El cardenal Leopoldo Brenes, arzobispo de Managua, anunció el martes que aceptaba servir de "mediador y testigo" de un diálogo convocado por el presidente Daniel Ortega, pero insistió en que el gobierno "evite todo acto de violencia". Ortega y la vicepresidenta y primera dama Rosario Murillo agradecieron a Brenes y la Conferencia Episcopal por aceptar participar en el diálogo, para el cual sin embargo no hay fecha ni se sabe quiénes participarán. "Todo dialogo es una apuesta a la paz y al entendimiento", dijo el jurista y analista Mauricio Herdocia, quien consideró que el principal reto para la Iglesia Católica es acercar a las partes para alcanzar acuerdos. "El dialogo debe procurar que se cree un clima adecuado y ese es el esfuerzo que ellos (la Iglesia) tienen que hacer, que el clima sea adecuado para discutir una agenda de transformación democrática", dijo. El empresario José Aguerri, presidente del Consejo Superior de la Empresa Privada (COSEP), dijo que las condiciones son ahora favorables para un diálogo, pues no hubo actos de represión desde el domingo, se liberó a los presos y se levantó la censura al último canal de televisión bloqueado. "Habíamos señalado como condiciones para sentarnos que haya libertad de expresión, libertad de movilización, libertad de presos (...) Eso se dio, ahora esperamos que la Conferencia Episcopal tome la decisión" de convocar el diálogo, dijo Aguerri. Otro requisito del COSEP para participar en las conversaciones era la revocación de la reforma del ruinoso sistema de pensiones, que elevaba los aportes obreros y patronales para salvarlo de la quiebra, algo que Ortega hizo el domingo. El diálogo incluiría una nueva propuesta para rescatar al sistema de pensiones de la ruina.

Hartazgo

El anuncio de esa reforma fue precisamente lo que disparó la ola de protestas, que no obstante revelaron el hartazgo de los nicaragüenses con las tendencias autoritarias del gobierno y la falta de libertades. En efecto, tras la marcha atrás del gobierno en el anuncio de la reforma previsional, decenas de miles de personas se congregaron en Managua para una manifestación convocada por la COSEP, que se desarrolló sin represión ni enfrentamientos. Empresarios, trabajadores, familias, estudiantes y religiosos, marcharon por las calles ondeando banderas de Nicaragua y entonando el himno nacional, para exigir libertades y coreando "que se vayan, que se vayan!" Ortega y Murillo. Aprovechando la distensión, la Iglesia convocó para el sábado a una marcha "para mostrar nuestra fe y nuestro amor a Nicaragua", anunció en Twitter el obispo auxiliar de Managua, Silvio Báez.
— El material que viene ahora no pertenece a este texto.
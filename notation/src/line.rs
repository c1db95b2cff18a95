//! Line classification for the team export format

/// Classified line of a team export, carrying the attribute payload.
///
/// Payloads are the raw remainder after the matched prefix; trimming is the
/// caller's job.
#[derive(Debug, Clone, Copy, PartialEq, Eq)]
pub enum LineKind<'a> {
    /// Starts a new entry: species/nickname plus optional held item
    Header(&'a str),
    Ability(&'a str),
    Level(&'a str),
    TeraType(&'a str),
    Nature(&'a str),
    Evs(&'a str),
    Ivs(&'a str),
    Move(&'a str),
}

/// Prefixes that disqualify a line from being a header.
const ATTRIBUTE_PREFIXES: [&str; 8] = [
    " ",
    "-",
    "EVs:",
    "IVs:",
    "Ability:",
    "Nature",
    "Level:",
    "Tera Type:",
];

/// Classify one line of a team export by prefix precedence.
///
/// Header detection is exclusion-based: any line that does not open with an
/// attribute prefix introduces a new entry. Returns `None` for indented
/// lines that match no attribute either; the format skips those.
///
/// The nature branch strips only the literal token `Nature`, not `Nature:`,
/// so a `Nature: Adamant` line yields the payload `: Adamant`. Team export
/// tools in the wild rely on this leniency; do not normalize it.
pub fn classify(line: &str) -> Option<LineKind<'_>> {
    if !ATTRIBUTE_PREFIXES.iter().any(|p| line.starts_with(p)) {
        return Some(LineKind::Header(line));
    }
    if let Some(rest) = line.strip_prefix("Ability:") {
        return Some(LineKind::Ability(rest));
    }
    if let Some(rest) = line.strip_prefix("Level:") {
        return Some(LineKind::Level(rest));
    }
    if let Some(rest) = line.strip_prefix("Tera Type:") {
        return Some(LineKind::TeraType(rest));
    }
    if let Some(rest) = line.strip_prefix("Nature") {
        return Some(LineKind::Nature(rest));
    }
    if let Some(rest) = line.strip_prefix("EVs:") {
        return Some(LineKind::Evs(rest));
    }
    if let Some(rest) = line.strip_prefix("IVs:") {
        return Some(LineKind::Ivs(rest));
    }
    if let Some(rest) = line.strip_prefix('-') {
        return Some(LineKind::Move(rest));
    }
    None
}
use thiserror::Error;

/// Errors surfaced by the service clients.
#[derive(Error, Debug)]
pub enum ClientError {
    #[error("HTTP error: {0}")]
    Request(#[from] reqwest::Error),

    #[error("Unsupported paste URL: {0}")]
    UnsupportedUrl(String),

    #[error("Upstream returned status {0}")]
    UpstreamStatus(u16),

    #[error("Could not find team data in paste")]
    TeamNotFound,
}
//! Canonical team export emission

use crate::team::TeamMember;

/// Render a structured team back into export notation.
///
/// Pure and total: assumes a well-formed team and performs no validation.
/// Each member becomes one block of lines, blocks are separated by a single
/// blank line, and spread entries appear in map order.
pub fn format_team(team: &[TeamMember]) -> String {
    team.iter()
        .map(format_member)
        .collect::<Vec<_>>()
        .join("\n")
}

fn format_member(member: &TeamMember) -> String {
    let mut out = String::new();

    out.push_str(&member.name);
    if let Some(item) = &member.item {
        out.push_str(" @ ");
        out.push_str(item);
    }
    out.push('\n');

    if let Some(ability) = &member.ability {
        out.push_str(&format!("Ability: {}\n", ability));
    }
    if let Some(level) = member.level {
        out.push_str(&format!("Level: {}\n", level));
    }
    if let Some(tera_type) = &member.tera_type {
        out.push_str(&format!("Tera Type: {}\n", tera_type));
    }
    if let Some(nature) = &member.nature {
        out.push_str(&format!("Nature: {}\n", nature));
    }

    if !member.evs.is_empty() {
        out.push_str(&format!("EVs: {}\n", format_spread(&member.evs)));
    }
    if !member.ivs.is_empty() {
        out.push_str(&format!("IVs: {}\n", format_spread(&member.ivs)));
    }

    for name in &member.moves {
        out.push_str(&format!("- {}\n", name));
    }

    out
}

fn format_spread(spread: &indexmap::IndexMap<String, u8>) -> String {
    spread
        .iter()
        .map(|(stat, value)| format!("{} {}", value, stat))
        .collect::<Vec<_>>()
        .join(" / ")
}
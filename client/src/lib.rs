//! Async HTTP clients for the terascope team analysis services.
//!
//! Three collaborators live behind this crate:
//!
//! - the analysis backend, which grades a team export ([`AnalyzerClient::analyze`])
//! - paste-hosting sites, from which team text is fetched and extracted
//!   ([`fetch_team`])
//! - the usage-statistics feed ([`AnalyzerClient::usage_stats`])
//!
//! Team text itself is handled by `terascope-notation`; everything here is
//! transport and extraction.

mod analysis;
mod error;
mod paste;
mod usage;

pub use analysis::{AnalysisPoint, Suggestion, TeamAnalysis};
pub use error::ClientError;
pub use paste::{clean_team_text, extract_team_text, fetch_team, is_allowed_url};
pub use usage::UsageEntry;

/// Default analysis backend address for local development
pub const DEFAULT_BASE_URL: &str = "http://localhost:8000";

/// Client for the team analysis backend.
pub struct AnalyzerClient {
    pub(crate) http: reqwest::Client,
    pub(crate) base_url: String,
}

impl AnalyzerClient {
    /// Create a client against the given backend base URL
    pub fn new(base_url: impl Into<String>) -> Self {
        let base_url: String = base_url.into();
        Self {
            http: reqwest::Client::new(),
            base_url: base_url.trim_end_matches('/').to_string(),
        }
    }
}

impl Default for AnalyzerClient {
    fn default() -> Self {
        Self::new(DEFAULT_BASE_URL)
    }
}
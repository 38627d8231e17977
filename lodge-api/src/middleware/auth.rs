use axum::{extract::FromRequestParts, http::request::Parts};
use axum_extra::headers::{authorization::Bearer, Authorization};
use axum_extra::TypedHeader;
use jsonwebtoken::{decode, DecodingKey, Validation};
use serde::{Deserialize, Serialize};

use crate::error::AppError;
use crate::state::AppState;

pub const ADMIN_ROLE: &str = "ADMIN";

// ============================================================================
// JWT Claims
// ============================================================================

#[derive(Debug, Serialize, Deserialize, Clone)]
pub struct Claims {
    /// Numeric user id of the caller.
    pub sub: String,
    pub role: String,
    pub exp: usize,
}

/// Authenticated identity of the caller, taken from a bearer JWT.
#[derive(Debug, Clone, PartialEq, Eq)]
pub struct Caller {
    pub user_id: i64,
    pub role: String,
}

impl Caller {
    pub fn is_admin(&self) -> bool {
        self.role == ADMIN_ROLE
    }

    /// Admins act on any booking; everyone else only on their own.
    pub fn ensure_owner(&self, owner_id: i64) -> Result<(), AppError> {
        if self.is_admin() || self.user_id == owner_id {
            Ok(())
        } else {
            Err(AppError::AuthorizationError("Booking belongs to another user".to_string()))
        }
    }

    pub fn ensure_admin(&self) -> Result<(), AppError> {
        if self.is_admin() {
            Ok(())
        } else {
            Err(AppError::AuthorizationError("Admin role required".to_string()))
        }
    }
}

impl FromRequestParts<AppState> for Caller {
    type Rejection = AppError;

    async fn from_request_parts(parts: &mut Parts, state: &AppState) -> Result<Self, Self::Rejection> {
        if let Some(caller) = parts.extensions.get::<Caller>() {
            return Ok(caller.clone());
        }

        let TypedHeader(Authorization(bearer)) =
            TypedHeader::<Authorization<Bearer>>::from_request_parts(parts, state)
                .await
                .map_err(|_| AppError::AuthenticationError("Missing bearer token".to_string()))?;

        let token_data = decode::<Claims>(
            bearer.token(),
            &DecodingKey::from_secret(state.auth.secret.as_bytes()),
            &Validation::default(),
        )
        .map_err(|e| AppError::AuthenticationError(e.to_string()))?;

        let user_id = token_data
            .claims
            .sub
            .parse::<i64>()
            .map_err(|_| AppError::AuthenticationError("Subject is not a user id".to_string()))?;

        let caller = Caller {
            user_id,
            role: token_data.claims.role,
        };
        parts.extensions.insert(caller.clone());
        Ok(caller)
    }
}

#[cfg(test)]
mod tests {
    use super::*;

    #[test]
    fn test_ownership_rules() {
        let guest = Caller { user_id: 5, role: "CUSTOMER".to_string() };
        let admin = Caller { user_id: 1, role: ADMIN_ROLE.to_string() };

        assert!(guest.ensure_owner(5).is_ok());
        assert!(guest.ensure_owner(6).is_err());
        assert!(guest.ensure_admin().is_err());
        assert!(admin.ensure_owner(6).is_ok());
        assert!(admin.ensure_admin().is_ok());
    }
}
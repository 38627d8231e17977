pub mod booking;
pub mod booking_room;
pub mod room_lock;
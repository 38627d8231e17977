use axum::{
    extract::{ConnectInfo, Request, State},
    http::{Method, StatusCode},
    middleware::Next,
    response::{IntoResponse, Response},
    routing::get,
    Json, Router,
};
use lodge_store::redis_repo::rate_limit_key;
use serde_json::json;
use std::net::SocketAddr;
use tower_http::cors::CorsLayer;
use tower_http::trace::TraceLayer;

pub mod bookings;
pub mod error;
pub mod middleware;
pub mod state;

pub use state::{AppState, AuthConfig};

const RATE_LIMIT_WINDOW_SECONDS: i64 = 60;

pub fn app(state: AppState) -> Router {
    // CORS Middleware
    let cors = CorsLayer::new()
        .allow_origin(tower_http::cors::Any)
        .allow_methods([Method::GET, Method::POST, Method::PATCH, Method::DELETE, Method::OPTIONS])
        .allow_headers([
            axum::http::header::AUTHORIZATION,
            axum::http::header::CONTENT_TYPE,
            axum::http::header::USER_AGENT,
        ]);

    Router::new()
        .route("/health", get(health))
        .merge(bookings::routes())
        .layer(cors)
        .layer(TraceLayer::new_for_http())
        .layer(axum::middleware::from_fn_with_state(state.clone(), rate_limit_middleware))
        .with_state(state)
}

async fn health() -> &'static str {
    "ok"
}

async fn rate_limit_middleware(State(state): State<AppState>, req: Request, next: Next) -> Response {
    let Some(redis) = state.redis.as_ref() else {
        return next.run(req).await;
    };

    let client = req
        .extensions()
        .get::<ConnectInfo<SocketAddr>>()
        .map(|ConnectInfo(addr)| addr.ip().to_string())
        .unwrap_or_else(|| "unknown".to_string());

    match redis
        .check_rate_limit(&rate_limit_key(&client), state.rate_limit_per_minute, RATE_LIMIT_WINDOW_SECONDS)
        .await
    {
        Ok(true) => next.run(req).await,
        Ok(false) => (
            StatusCode::TOO_MANY_REQUESTS,
            Json(json!({ "error": "Rate limit exceeded" })),
        )
            .into_response(),
        Err(e) => {
            // Fail open
            tracing::warn!(error = %e, "rate limiter unavailable");
            next.run(req).await
        }
    }
}
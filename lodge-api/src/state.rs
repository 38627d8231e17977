use lodge_booking::BookingEngine;
use lodge_store::RedisClient;
use std::sync::Arc;
use tokio_util::sync::CancellationToken;

#[derive(Clone)]
pub struct AuthConfig {
    pub secret: String,
}

#[derive(Clone)]
pub struct AppState {
    pub engine: Arc<dyn BookingEngine>,
    /// Rate limiting is skipped when unset.
    pub redis: Option<Arc<RedisClient>>,
    pub rate_limit_per_minute: i64,
    pub auth: AuthConfig,
    /// Cancelled on shutdown; every request works under a child token.
    pub shutdown: CancellationToken,
}
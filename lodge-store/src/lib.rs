pub mod app_config;
pub mod booking_repo;
pub mod catalog_repo;
pub mod database;
pub mod memory_repo;
pub mod redis_repo;

pub use booking_repo::{PgReservationStore, PgTransaction};
pub use catalog_repo::PgRoomCatalog;
pub use database::DbClient;
pub use memory_repo::{FaultPoint, MemoryReservationStore, MemoryTransaction};
pub use redis_repo::RedisClient;
use serde::Deserialize;
use std::env;
use std::time::Duration;

#[derive(Debug, Deserialize, Clone)]
pub struct Config {
    pub server: ServerConfig,
    pub database: DatabaseConfig,
    #[serde(default)]
    pub redis: Option<RedisConfig>,
    pub auth: AuthConfig,
    #[serde(default)]
    pub booking: BookingRules,
    #[serde(default)]
    pub reaper: ReaperConfig,
}

#[derive(Debug, Deserialize, Clone, PartialEq)]
pub struct BookingRules {
    /// Hold window for a Pending booking's room locks.
    #[serde(default = "default_hold_seconds")]
    pub hold_seconds: u64,
    /// Upper bound for one create/transition transaction.
    #[serde(default = "default_operation_timeout_ms")]
    pub operation_timeout_ms: u64,
    /// Require client nightly prices to match the room catalog.
    #[serde(default)]
    pub verify_catalog_prices: bool,
}

fn default_hold_seconds() -> u64 {
    900
}

fn default_operation_timeout_ms() -> u64 {
    5_000
}

impl Default for BookingRules {
    fn default() -> Self {
        Self {
            hold_seconds: default_hold_seconds(),
            operation_timeout_ms: default_operation_timeout_ms(),
            verify_catalog_prices: false,
        }
    }
}

impl BookingRules {
    pub fn hold_window(&self) -> Duration {
        Duration::from_secs(self.hold_seconds)
    }

    pub fn operation_timeout(&self) -> Duration {
        Duration::from_millis(self.operation_timeout_ms)
    }
}

#[derive(Debug, Deserialize, Clone, PartialEq)]
pub struct ReaperConfig {
    #[serde(default)]
    pub enabled: bool,
    #[serde(default = "default_reaper_interval")]
    pub interval_seconds: u64,
    #[serde(default = "default_reaper_batch")]
    pub batch_size: u64,
}

fn default_reaper_interval() -> u64 {
    60
}

fn default_reaper_batch() -> u64 {
    100
}

impl Default for ReaperConfig {
    fn default() -> Self {
        Self {
            enabled: false,
            interval_seconds: default_reaper_interval(),
            batch_size: default_reaper_batch(),
        }
    }
}

#[derive(Debug, Deserialize, Clone)]
pub struct AuthConfig {
    pub jwt_secret: String,
}

#[derive(Debug, Deserialize, Clone)]
pub struct ServerConfig {
    pub port: u16,
}

#[derive(Debug, Deserialize, Clone)]
pub struct DatabaseConfig {
    pub url: String,
    #[serde(default = "default_max_connections")]
    pub max_connections: u32,
    #[serde(default = "default_acquire_timeout")]
    pub acquire_timeout_seconds: u64,
}

fn default_max_connections() -> u32 {
    20
}

fn default_acquire_timeout() -> u64 {
    3
}

#[derive(Debug, Deserialize, Clone)]
pub struct RedisConfig {
    pub url: String,
    #[serde(default = "default_rate_limit")]
    pub rate_limit_per_minute: i64,
}

fn default_rate_limit() -> i64 {
    100
}

impl Config {
    pub fn load() -> Result<Self, config::ConfigError> {
        let run_mode = env::var("RUN_MODE").unwrap_or_else(|_| "development".into());

        let s = config::Config::builder()
            .add_source(config::File::with_name("config/default"))
            // Per-environment overrides, optional
            .add_source(config::File::with_name(&format!("config/{}", run_mode)).required(false))
            // Untracked local overrides
            .add_source(config::File::with_name("config/local").required(false))
            // Eg.. `LODGE_DATABASE__URL=postgres://...` sets `database.url`
            .add_source(config::Environment::with_prefix("LODGE").separator("__"))
            .build()?;

        s.try_deserialize()
    }
}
El gobernante Frente Sandista (izquierda), en tanto, convocó a una manifestación hoy en apoyo al gobierno. Sin embargo, hay grietas en el sandinismo: un importante bastión como la ciudad de León ahora le espeta al gobierno de Ortega que se cansó de la represión y el autoritarismo. "Creo que León se cansó, puede que seamos sandinistas, pero no danielistas, el pueblo se cansó de ser reprimido y de ser intimidado", dijo Eliza Rodríguez, mientras colaboraba en la atención de manifestantes heridos en las protestas de esa ciudad.

Creciente malestar. Cientos de nicaragüenses exigieron mayores libertades y un cambio de gobierno.